Science is about the discovery and sharing of information, but much of the process is often shrouded in mystery. In some cases, questions about what and how things were done have left other scientists unable to successfully reproduce previous findings, bringing into question the integrity of the results. Fortunately, however, we also find ourselves in the midst of an expanding community of developers and practitioners of the tools and skills necessary for more transparent design, analysis, and reporting of scientific studies. These advancements have also supported better documentation, management, and access to data, which has facilitated new and often remote collaborations. This relatively new field of “Data Science” is broadly defined, but generally combines elements of data literacy, computer programming, statistics, and graphic design. A data scientist is generally expected to identify relevant questions, gather data from multiple sources, organize it, extract meaningful information, and communicate the results to others.
This course will provide an overview of some data science tools and best practices that can be used to create transparent and reproducible workflows when working with environmental data.
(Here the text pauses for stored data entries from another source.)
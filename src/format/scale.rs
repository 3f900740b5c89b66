//! Magnitude selection and fixed-point rendering for scaled output.

use crate::format::numeric::Scalable;

/// A scale factor paired with the label appended after the rendered value.
///
/// The factor expresses how many of this unit equal one base unit, so it
/// is applied multiplicatively: 1500 bytes at factor 1e-3 renders as 1.50
/// kilobytes. Labels carry their own leading space.
#[derive(Debug, Clone, Copy)]
pub(crate) struct Unit {
    pub factor: f64,
    pub label: &'static str,
}

/// Cardinal counts: bare number up to 999, then thousand/million/...
const CARDINAL_UNITS: &[Unit] = &[
    Unit { factor: 1.0, label: "" },
    Unit { factor: 1e-3, label: " thousand" },
    Unit { factor: 1e-6, label: " million" },
    Unit { factor: 1e-9, label: " billion" },
    Unit { factor: 1e-12, label: " trillion" },
];

/// Byte sizes in decimal (SI) steps.
const SIZE_UNITS: &[Unit] = &[
    Unit { factor: 1.0, label: " byte" },
    Unit { factor: 1e-3, label: " kilobyte" },
    Unit { factor: 1e-6, label: " megabyte" },
    Unit { factor: 1e-9, label: " gigabyte" },
    Unit { factor: 1e-12, label: " terabyte" },
];

/// Transfer rates, same steps as [`SIZE_UNITS`].
pub(crate) const RATE_UNITS: &[Unit] = &[
    Unit { factor: 1.0, label: " byte/s" },
    Unit { factor: 1e-3, label: " kilobyte/s" },
    Unit { factor: 1e-6, label: " megabyte/s" },
    Unit { factor: 1e-9, label: " gigabyte/s" },
    Unit { factor: 1e-12, label: " terabyte/s" },
];

/// Percentages always render through this single unit.
pub(crate) const PERCENT_UNIT: Unit = Unit { factor: 100.0, label: "%" };

/// Append `value` as a scaled cardinal count, e.g. `1500` -> "1.50 thousand".
pub fn push_cardinal<T: Scalable>(out: &mut String, value: T) {
    scale(out, value.to_f64(), CARDINAL_UNITS);
}

/// Append `value` as a scaled byte size, e.g. `1500` -> "1.50 kilobyte".
pub fn push_size<T: Scalable>(out: &mut String, value: T) {
    scale(out, value.to_f64(), SIZE_UNITS);
}

/// Select a unit from `units` and render `value` with it.
///
/// Takes the first unit whose scaled value stays below 1000, falling back
/// to the last (largest) unit when every scaled value is at or above it.
/// Negative values satisfy the comparison immediately and always land on
/// the first unit; callers rely on that staying put.
pub(crate) fn scale(out: &mut String, value: f64, units: &[Unit]) {
    let mut selected = Unit { factor: 1.0, label: "" };
    for &unit in units {
        selected = unit;
        if unit.factor * value < 1000.0 {
            break;
        }
    }
    label(out, value, selected);
}

/// Render `value` through `unit`: fixed-point number, then the label.
///
/// The base unit (factor exactly 1) renders with no decimal digits since
/// raw counts read as integers; every scaled unit gets two.
pub(crate) fn label(out: &mut String, value: f64, unit: Unit) {
    let precision = if unit.factor == 1.0 { 0 } else { 2 };
    let scaled = unit.factor * value;
    out.push_str(&format!("{scaled:.precision$}"));
    out.push_str(unit.label);
}

#[cfg(test)]
mod tests {
    use super::*;

    fn cardinal(value: f64) -> String {
        let mut out = String::new();
        push_cardinal(&mut out, value);
        out
    }

    fn size(value: i64) -> String {
        let mut out = String::new();
        push_size(&mut out, value);
        out
    }

    #[test]
    fn test_cardinal_below_threshold() {
        assert_eq!(cardinal(0.0), "0");
        assert_eq!(cardinal(42.0), "42");
        assert_eq!(cardinal(999.0), "999");
    }

    #[test]
    fn test_cardinal_scaled() {
        assert_eq!(cardinal(1500.0), "1.50 thousand");
        assert_eq!(cardinal(1_000_000.0), "1.00 million");
        assert_eq!(cardinal(2_500_000_000.0), "2.50 billion");
        assert_eq!(cardinal(7_100_000_000_000.0), "7.10 trillion");
    }

    #[test]
    fn test_threshold_boundary() {
        // 999 stays on the base unit, 1000 rolls over
        assert_eq!(cardinal(999.0), "999");
        assert_eq!(cardinal(1000.0), "1.00 thousand");
    }

    #[test]
    fn test_size_units() {
        assert_eq!(size(0), "0 byte");
        assert_eq!(size(512), "512 byte");
        assert_eq!(size(1500), "1.50 kilobyte");
        assert_eq!(size(2_000_000), "2.00 megabyte");
        assert_eq!(size(3_200_000_000), "3.20 gigabyte");
    }

    #[test]
    fn test_largest_unit_fallback() {
        // Past the table's reach the largest unit soaks up the rest,
        // even though the scaled value is back above 1000.
        assert_eq!(cardinal(5e15), "5000.00 trillion");
        assert_eq!(size(9_000_000_000_000_000), "9000.00 terabyte");
    }

    #[test]
    fn test_negative_collapses_to_base_unit() {
        // Negative products are always below the threshold, so negative
        // values render with the base unit no matter their magnitude.
        // Long-standing behavior, kept as is.
        assert_eq!(size(-5000), "-5000 byte");
        assert_eq!(cardinal(-1_500_000.0), "-1500000");
    }

    #[test]
    fn test_append_preserves_prefix() {
        let mut out = String::from("total: ");
        push_size(&mut out, 1500u32);
        assert_eq!(out, "total: 1.50 kilobyte");
    }

    #[test]
    fn test_integer_and_float_inputs_agree() {
        let mut from_int = String::new();
        push_cardinal(&mut from_int, 1500u16);
        assert_eq!(from_int, cardinal(1500.0));
    }
}
//! Dimensionless value/total quotients for percentage and rate output.

use crate::format::numeric::Scalable;
use crate::format::scale::{label, scale, PERCENT_UNIT, RATE_UNITS};

/// A value/total quotient, built once and formatted immediately.
///
/// A zero total yields a zero ratio rather than a division fault, so
/// progress output over an empty workload prints "0.00%" instead of
/// panicking. The quotient is not clamped to [0, 1].
#[derive(Debug, Clone, Copy, PartialEq)]
pub struct Ratio(f64);

impl Ratio {
    /// Compute `value / total`, with `total == 0` defined as ratio 0.
    pub fn new<T: Scalable, U: Scalable>(value: T, total: U) -> Self {
        let total = total.to_f64();
        if total == 0.0 {
            return Ratio(0.0);
        }
        Ratio(value.to_f64() / total)
    }

    /// Append the ratio as a percentage with two decimal digits.
    pub fn push_percent(self, out: &mut String) {
        label(out, self.0, PERCENT_UNIT);
    }

    /// Append the ratio as a scaled transfer rate, e.g. "1.50 kilobyte/s".
    ///
    /// The ratio is treated as bytes per second: construct it as
    /// `Ratio::new(bytes, seconds)`.
    pub fn push_rate(self, out: &mut String) {
        scale(out, self.0, RATE_UNITS);
    }
}
pub mod args;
Students will learn how to translate raw data from field and lab studies into databases and “tidy” digital formats, which can then be used for plotting, statistical analyses, etc. Students will learn how to track the history of file changes (version control), collaborate online with others, and generate “recipes” for re-creating one’s work. Although failure and frustration in science are common, the open science community tries hard to be welcoming and helpful. Thus, students will also learn how and where to ask for help when attempting something new (e.g., How do I create X from Y?), debugging or fixing code (e.g., What does this error message mean?), etc.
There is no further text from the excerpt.